— TRY IT —
Each entry below needs to be reproduced exactly as given.

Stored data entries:
........
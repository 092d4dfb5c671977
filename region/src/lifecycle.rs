//! Host lifecycle state machine.
//!
//! [`next_status`] is the whole transition table. [`transition`] wraps it with
//! the permission check and an optimistic compare-and-set on the stored status,
//! so two concurrent events on one host never both apply.

use core::{fmt, str::FromStr};

use serde::{Deserialize, Serialize};
use tracing::info;

use crate::{
    error::CoreError,
    inventory::Inventory,
    model::{Host, HostId, HostStatus},
    permission::{Action, Principal, Target, authorize},
};

#[derive(Debug, Clone, Copy, PartialEq, Eq, Hash, Serialize, Deserialize)]
#[serde(rename_all = "kebab-case")]
pub enum HostEvent {
    Commission,
    CommissionSucceeded,
    CommissionFailed,
    Allocate,
    Deploy,
    DeploySucceeded,
    DeployFailed,
    Release,
    ReleaseSucceeded,
    ReleaseFailed,
    EraseDisks,
    EraseDisksSucceeded,
    EraseDisksFailed,
    MarkBroken,
    Retire,
    Reset,
}

impl HostEvent {
    pub const ALL: &'static [Self] = &[
        Self::Commission,
        Self::CommissionSucceeded,
        Self::CommissionFailed,
        Self::Allocate,
        Self::Deploy,
        Self::DeploySucceeded,
        Self::DeployFailed,
        Self::Release,
        Self::ReleaseSucceeded,
        Self::ReleaseFailed,
        Self::EraseDisks,
        Self::EraseDisksSucceeded,
        Self::EraseDisksFailed,
        Self::MarkBroken,
        Self::Retire,
        Self::Reset,
    ];

    #[must_use]
    pub const fn as_str(self) -> &'static str {
        match self {
            Self::Commission => "commission",
            Self::CommissionSucceeded => "commission-succeeded",
            Self::CommissionFailed => "commission-failed",
            Self::Allocate => "allocate",
            Self::Deploy => "deploy",
            Self::DeploySucceeded => "deploy-succeeded",
            Self::DeployFailed => "deploy-failed",
            Self::Release => "release",
            Self::ReleaseSucceeded => "release-succeeded",
            Self::ReleaseFailed => "release-failed",
            Self::EraseDisks => "erase-disks",
            Self::EraseDisksSucceeded => "erase-disks-succeeded",
            Self::EraseDisksFailed => "erase-disks-failed",
            Self::MarkBroken => "mark-broken",
            Self::Retire => "retire",
            Self::Reset => "reset",
        }
    }

    /// Administrative overrides need the admin role; every other event is
    /// driven by the provisioning workflow.
    #[must_use]
    pub const fn is_override(self) -> bool {
        matches!(self, Self::MarkBroken | Self::Retire | Self::Reset)
    }
}

impl fmt::Display for HostEvent {
    fn fmt(&self, f: &mut fmt::Formatter<'_>) -> fmt::Result {
        f.write_str(self.as_str())
    }
}

impl FromStr for HostEvent {
    type Err = CoreError;

    fn from_str(s: &str) -> Result<Self, Self::Err> {
        Self::ALL
            .iter()
            .copied()
            .find(|event| event.as_str() == s)
            .ok_or_else(|| CoreError::validation(format!("Unknown host event '{s}'")))
    }
}

/// Looks up the single edge leaving `from` for `event`.
///
/// # Errors
///
/// Returns [`CoreError::InvalidTransition`] when `from` has no such edge.
pub fn next_status(from: HostStatus, event: HostEvent) -> Result<HostStatus, CoreError> {
    use HostEvent as E;
    use HostStatus as S;

    let to = match (event, from) {
        (E::Commission, S::New | S::FailedCommissioning) => S::Commissioning,
        (E::CommissionSucceeded, S::Commissioning) => S::Ready,
        (E::CommissionFailed, S::Commissioning) => S::FailedCommissioning,
        (E::Allocate, S::Ready) => S::Allocated,
        (E::Deploy, S::Allocated | S::FailedDeployment) => S::Deploying,
        (E::DeploySucceeded, S::Deploying) => S::Deployed,
        (E::DeployFailed, S::Deploying) => S::FailedDeployment,
        (E::Release, S::Deployed | S::Allocated | S::FailedReleasing) => S::Releasing,
        (E::ReleaseSucceeded, S::Releasing) => S::Ready,
        (E::ReleaseFailed, S::Releasing) => S::FailedReleasing,
        (E::EraseDisks, S::Deployed | S::FailedDiskErasing) => S::DiskErasing,
        (E::EraseDisksSucceeded, S::DiskErasing) => S::Releasing,
        (E::EraseDisksFailed, S::DiskErasing) => S::FailedDiskErasing,
        (E::MarkBroken, other) if other != S::Broken => S::Broken,
        (E::Retire, other) if other != S::Retired => S::Retired,
        (E::Reset, S::Broken | S::Retired) => S::New,
        _ => {
            return Err(CoreError::InvalidTransition {
                from,
                event: event.as_str().to_owned(),
            });
        }
    };
    Ok(to)
}

/// Outcome of applying an event to a host, not yet stored.
#[derive(Debug, Clone, PartialEq, Eq)]
pub struct PlannedTransition {
    pub from: HostStatus,
    pub to: HostStatus,
    pub owner: Option<String>,
}

/// Computes the target status and owner for `event`.
///
/// `allocate` hands the host to `owner`; leaving the owned set clears it.
///
/// # Errors
///
/// See [`next_status`].
pub fn plan(host: &Host, event: HostEvent, owner: &str) -> Result<PlannedTransition, CoreError> {
    let to = next_status(host.status, event)?;
    let owner = if !to.is_owned() {
        None
    } else if event == HostEvent::Allocate {
        Some(owner.to_owned())
    } else {
        host.owner.clone()
    };
    Ok(PlannedTransition {
        from: host.status,
        to,
        owner,
    })
}

/// A transition request as received from a caller.
#[derive(Debug, Clone, PartialEq, Eq)]
pub struct TransitionRequest {
    pub event: HostEvent,
    /// Owner for `allocate`; defaults to the requesting user.
    pub owner: Option<String>,
    /// Status the caller last observed; a mismatch fails as a retryable conflict.
    pub expected_status: Option<HostStatus>,
}

/// Applies `request` to host `id` on behalf of `principal`.
///
/// # Errors
///
/// [`CoreError::PermissionDenied`] before anything else is looked at,
/// [`CoreError::NotFound`], [`CoreError::InvalidTransition`], or a retryable
/// [`CoreError::Conflict`] when the host changed status concurrently.
#[tracing::instrument(skip_all, fields(host_id = id, event = %request.event))]
pub async fn transition(
    inventory: &Inventory,
    principal: Option<&Principal>,
    id: HostId,
    request: TransitionRequest,
) -> Result<Host, CoreError> {
    let action = if request.event.is_override() {
        Action::OverrideHostStatus
    } else {
        Action::TransitionHost
    };
    let principal = authorize(principal, action, &Target::Host(id))?;

    let host = inventory
        .snapshot()
        .hosts
        .get(&id)
        .cloned()
        .ok_or_else(|| CoreError::NotFound(format!("Host {id}")))?;

    if let Some(expected) = request.expected_status
        && expected != host.status
    {
        return Err(CoreError::stale(format!(
            "Host {} is {} rather than {expected}",
            host.hostname, host.status
        )));
    }

    let owner = request.owner.as_deref().unwrap_or(&principal.name);
    let planned = plan(&host, request.event, owner)?;
    let updated = inventory.compare_and_set_status(id, &planned).await?;
    info!(
        "Host {} moved from {} to {} ({} by {})",
        updated.hostname, planned.from, planned.to, request.event, principal.name
    );
    Ok(updated)
}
........
— EXERCISE RESPONSE —
repository 092d4dfb5c671977
filename region/src/lifecycle.rs
//! Host lifecycle state machine.
//!
//! [`next_status`] is the whole transition table. [`transition`] wraps it with
//! the permission check and an optimistic compare-and-set on the stored status,
//! so two concurrent events on one host never both apply.

use core::{fmt, str::FromStr};

use serde::{Deserialize, Serialize};
use tracing::info;

use crate::{
    error::CoreError,
    inventory::Inventory,
    model::{Host, HostId, HostStatus},
    permission::{Action, Principal, Target, authorize},
};

#[derive(Debug, Clone, Copy, PartialEq, Eq, Hash, Serialize, Deserialize)]
#[serde(rename_all = "kebab-case")]
pub enum HostEvent {
    Commission,
    CommissionSucceeded,
    CommissionFailed,
    Allocate,
    Deploy,
    DeploySucceeded,
    DeployFailed,
    Release,
    ReleaseSucceeded,
    ReleaseFailed,
    EraseDisks,
    EraseDisksSucceeded,
    EraseDisksFailed,
    MarkBroken,
    Retire,
    Reset,
}

impl HostEvent {
    pub const ALL: &'static [Self] = &[
        Self::Commission,
        Self::CommissionSucceeded,
        Self::CommissionFailed,
        Self::Allocate,
        Self::Deploy,
        Self::DeploySucceeded,
        Self::DeployFailed,
        Self::Release,
        Self::ReleaseSucceeded,
        Self::ReleaseFailed,
        Self::EraseDisks,
        Self::EraseDisksSucceeded,
        Self::EraseDisksFailed,
        Self::MarkBroken,
        Self::Retire,
        Self::Reset,
    ];

    #[must_use]
    pub const fn as_str(self) -> &'static str {
        match self {
            Self::Commission => "commission",
            Self::CommissionSucceeded => "commission-succeeded",
            Self::CommissionFailed => "commission-failed",
            Self::Allocate => "allocate",
            Self::Deploy => "deploy",
            Self::DeploySucceeded => "deploy-succeeded",
            Self::DeployFailed => "deploy-failed",
            Self::Release => "release",
            Self::ReleaseSucceeded => "release-succeeded",
            Self::ReleaseFailed => "release-failed",
            Self::EraseDisks => "erase-disks",
            Self::EraseDisksSucceeded => "erase-disks-succeeded",
            Self::EraseDisksFailed => "erase-disks-failed",
            Self::MarkBroken => "mark-broken",
            Self::Retire => "retire",
            Self::Reset => "reset",
        }
    }

    /// Administrative overrides need the admin role; every other event is
    /// driven by the provisioning workflow.
    #[must_use]
    pub const fn is_override(self) -> bool {
        matches!(self, Self::MarkBroken | Self::Retire | Self::Reset)
    }
}

impl fmt::Display for HostEvent {
    fn fmt(&self, f: &mut fmt::Formatter<'_>) -> fmt::Result {
        f.write_str(self.as_str())
    }
}

impl FromStr for HostEvent {
    type Err = CoreError;

    fn from_str(s: &str) -> Result<Self, Self::Err> {
        Self::ALL
            .iter()
            .copied()
            .find(|event| event.as_str() == s)
            .ok_or_else(|| CoreError::validation(format!("Unknown host event '{s}'")))
    }
}

/// Looks up the single edge leaving `from` for `event`.
///
/// # Errors
///
/// Returns [`CoreError::InvalidTransition`] when `from` has no such edge.
pub fn next_status(from: HostStatus, event: HostEvent) -> Result<HostStatus, CoreError> {
    use HostEvent as E;
    use HostStatus as S;

    let to = match (event, from) {
        (E::Commission, S::New | S::FailedCommissioning) => S::Commissioning,
        (E::CommissionSucceeded, S::Commissioning) => S::Ready,
        (E::CommissionFailed, S::Commissioning) => S::FailedCommissioning,
        (E::Allocate, S::Ready) => S::Allocated,
        (E::Deploy, S::Allocated | S::FailedDeployment) => S::Deploying,
        (E::DeploySucceeded, S::Deploying) => S::Deployed,
        (E::DeployFailed, S::Deploying) => S::FailedDeployment,
        (E::Release, S::Deployed | S::Allocated | S::FailedReleasing) => S::Releasing,
        (E::ReleaseSucceeded, S::Releasing) => S::Ready,
        (E::ReleaseFailed, S::Releasing) => S::FailedReleasing,
        (E::EraseDisks, S::Deployed | S::FailedDiskErasing) => S::DiskErasing,
        (E::EraseDisksSucceeded, S::DiskErasing) => S::Releasing,
        (E::EraseDisksFailed, S::DiskErasing) => S::FailedDiskErasing,
        (E::MarkBroken, other) if other != S::Broken => S::Broken,
        (E::Retire, other) if other != S::Retired => S::Retired,
        (E::Reset, S::Broken | S::Retired) => S::New,
        _ => {
            return Err(CoreError::InvalidTransition {
                from,
                event: event.as_str().to_owned(),
            });
        }
    };
    Ok(to)
}

/// Outcome of applying an event to a host, not yet stored.
#[derive(Debug, Clone, PartialEq, Eq)]
pub struct PlannedTransition {
    pub from: HostStatus,
    pub to: HostStatus,
    pub owner: Option<String>,
}

/// Computes the target status and owner for `event`.
///
/// `allocate` hands the host to `owner`; leaving the owned set clears it.
///
/// # Errors
///
/// See [`next_status`].
pub fn plan(host: &Host, event: HostEvent, owner: &str) -> Result<PlannedTransition, CoreError> {
    let to = next_status(host.status, event)?;
    let owner = if !to.is_owned() {
        None
    } else if event == HostEvent::Allocate {
        Some(owner.to_owned())
    } else {
        host.owner.clone()
    };
    Ok(PlannedTransition {
        from: host.status,
        to,
        owner,
    })
}

/// A transition request as received from a caller.
#[derive(Debug, Clone, PartialEq, Eq)]
pub struct TransitionRequest {
    pub event: HostEvent,
    /// Owner for `allocate`; defaults to the requesting user.
    pub owner: Option<String>,
    /// Status the caller last observed; a mismatch fails as a retryable conflict.
    pub expected_status: Option<HostStatus>,
}

/// Applies `request` to host `id` on behalf of `principal`.
///
/// # Errors
///
/// [`CoreError::PermissionDenied`] before anything else is looked at,
/// [`CoreError::NotFound`], [`CoreError::InvalidTransition`], or a retryable
/// [`CoreError::Conflict`] when the host changed status concurrently.
#[tracing::instrument(skip_all, fields(host_id = id, event = %request.event))]
pub async fn transition(
    inventory: &Inventory,
    principal: Option<&Principal>,
    id: HostId,
    request: TransitionRequest,
) -> Result<Host, CoreError> {
    let action = if request.event.is_override() {
        Action::OverrideHostStatus
    } else {
        Action::TransitionHost
    };
    let principal = authorize(principal, action, &Target::Host(id))?;

    let host = inventory
        .snapshot()
        .hosts
        .get(&id)
        .cloned()
        .ok_or_else(|| CoreError::NotFound(format!("Host {id}")))?;

    if let Some(expected) = request.expected_status
        && expected != host.status
    {
        return Err(CoreError::stale(format!(
            "Host {} is {} rather than {expected}",
            host.hostname, host.status
        )));
    }

    let owner = request.owner.as_deref().unwrap_or(&principal.name);
    let planned = plan(&host, request.event, owner)?;
    let updated = inventory.compare_and_set_status(id, &planned).await?;
    info!(
        "Host {} moved from {} to {} ({} by {})",
        updated.hostname, planned.from, planned.to, request.event, principal.name
    );
    Ok(updated)
}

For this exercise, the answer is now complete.